The plain of Piana is crossed by the Elissonas River. The waters of Elissonas river gush from the sources of the foot of Pianovouni and it gives life to the very few residents of region that cultivate the ground or raise their animals. Important part of these sources' water of Elisson River is collected for the water supply of the residents of Tripolis, the Capital of the Arkadian prefecture.

In the middle of the plain of Piana, the waters of the Elisson river are lost deep in the ground and it is believed that they appear again in the region of Megalopolis. At length dormitory of river Elisson used to function 12 stone watermills for the grinding of cereals of the region and 6 traditional stone washing factories (Νεροτριβή) for the washing of the heavy clothing. Some of these buildings are saved until our days in very good situation.

== The Pianovouni Mountain and Pan ==

In the mountain that is found above the sources of Elisson river that called Pianovouni(Πιανοβούνι), is found the cave of the god Pan. The local fable, wants Pan to live in this cave and with his flute to flood with magic sounds the marvelous ravine of the Elisson Sources.

Also, the etymology of name of Piana is brought to be connected with the God Panas.

== Main cultivation and the products of Piana ==

The main products are potatoes, walnuts, tomatoes, courgettes, cauliflowers and beans.

Traditionally Piana was very famous for the high production of apples and constituted very important income for the local economy. Particularly acquaintance was the cultivated variety Delicious Pilafa Tripoleos Apples (Μήλα Τριπόλεως). Today the cultivation of the apple trees has been minimized in total and just meets the needs of the Piana residents.
The main causes that the culture of apple trees were abandoned, particularly the variety Pilafa Delicious, is related to the increased needs of trees in farming care as well as in not guaranteed and unstable output from year-to-year mainly due to the unfavourable meteorological conditions or the apple trees diseases.

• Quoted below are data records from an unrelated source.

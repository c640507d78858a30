//! Error taxonomy for the topology compiler and query engine.

use thiserror::Error;

/// Errors raised while parsing a single `name[slice]` endpoint segment.
///
/// Resolving whether `name` actually exists in scope is the caller's job
/// (spec: "`UnknownNameError` ... resolved by the caller, not the parser").
#[derive(Error, Debug, Clone, PartialEq, Eq)]
pub enum SliceError {
    /// The slice expression could not be parsed at all.
    #[error("malformed slice expression {expr:?} in segment {segment:?}")]
    Malformed {
        /// The full `name[slice]` segment this error was found in.
        segment: String,
        /// The `[...]` contents that failed to parse.
        expr: String,
    },
    /// `step` was present and less than 1.
    #[error("slice step must be >= 1 in segment {segment:?}, got {step}")]
    NonPositiveStep {
        /// The full `name[slice]` segment this error was found in.
        segment: String,
        /// The offending step value.
        step: i64,
    },
    /// `start >= count` or `stop > count` for the resolved component count.
    #[error("slice {start}:{stop} out of range for {name:?} (count={count})")]
    OutOfRange {
        /// The component name the slice was resolved against.
        name: String,
        /// Resolved start index.
        start: u32,
        /// Resolved stop index.
        stop: u32,
        /// The component's declared replication count.
        count: u32,
    },
    /// `start > stop` after defaults were applied.
    #[error("slice start {start} is greater than stop {stop} in segment {segment:?}")]
    StartAfterStop {
        /// The full `name[slice]` segment this error was found in.
        segment: String,
        /// Resolved start index.
        start: u32,
        /// Resolved stop index.
        stop: u32,
    },
}

/// The complete error taxonomy for the topology compiler's public operations.
#[derive(Error, Debug, Clone, PartialEq, Eq)]
pub enum TopologyError {
    /// The input declaration failed to parse upstream of the core (an
    /// external collaborator's concern; reported as-is).
    #[error("malformed document: {0}")]
    MalformedDocument(String),

    /// A slice expression was unparseable or had a non-positive step.
    #[error("malformed slice: {0}")]
    MalformedSlice(String),

    /// A component/device/instance/link name did not resolve in scope.
    #[error("unknown name {name:?}: {reason}")]
    UnknownName {
        /// The name that failed to resolve.
        name: String,
        /// One-sentence explanation of where it was looked up.
        reason: String,
    },

    /// A structural invariant over the declaration or assembled graph was
    /// violated (duplicate names, cyclic device composition, dangling
    /// link, cross-instance device edge, self-loop at assembly, mismatched
    /// ONE2ONE cardinalities, ...).
    #[error("invariant violation: {0}")]
    InvariantViolation(String),

    /// A query or annotation referenced a node id not present in the
    /// compiled graph.
    #[error("unknown endpoint: {0}")]
    UnknownEndpoint(String),

    /// `shortest_path` found no route between two connected endpoints.
    #[error("no path between {src:?} and {dst:?}")]
    NoPath {
        /// The requested source node id.
        src: String,
        /// The requested destination node id.
        dst: String,
    },

    /// A query/annotate/shortest-path/get_graph operation was attempted
    /// before the first successful `set_graph`.
    #[error("topology service has no compiled graph yet; call set_graph first")]
    NotInitialized,

    /// A `query_graph` filter's `REGEX` value was not a valid regular
    /// expression. Spec.md's service surface lists `UnknownFilterKind` for
    /// `query_graph`, a failure mode for a dynamically-typed filter kind
    /// field; this crate's `Filter` is a Rust enum, so an unknown *kind* is
    /// structurally impossible, and this variant takes its place for the
    /// one way a well-typed filter can still be malformed.
    #[error("invalid regex pattern {pattern:?}: {reason}")]
    InvalidFilter {
        /// The offending pattern text.
        pattern: String,
        /// The regex engine's error message.
        reason: String,
    },
}

impl From<SliceError> for TopologyError {
    fn from(err: SliceError) -> Self {
        Self::MalformedSlice(err.to_string())
    }
}

/// Convenience alias used throughout the crate.
pub type Result<T> = std::result::Result<T, TopologyError>;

Moreover, because a very important part of the ground of Piana as well as of the wider region, is covered with firs, it is produced honey of fir of high quality (Μέλι Ελάτης) as well as the acquaintance for the flavour of Honey of Fir Mainalou Vanilla(Μέλι Ελάτης Μαινάλου Βανίλια).

== The Weather Conditions of Piana ==

The climate of Piana is mountainous. During the winter there are enough rainfalls, snowfalls and frost, while in the summertime are presented big fluctuations in the temperature of day-night.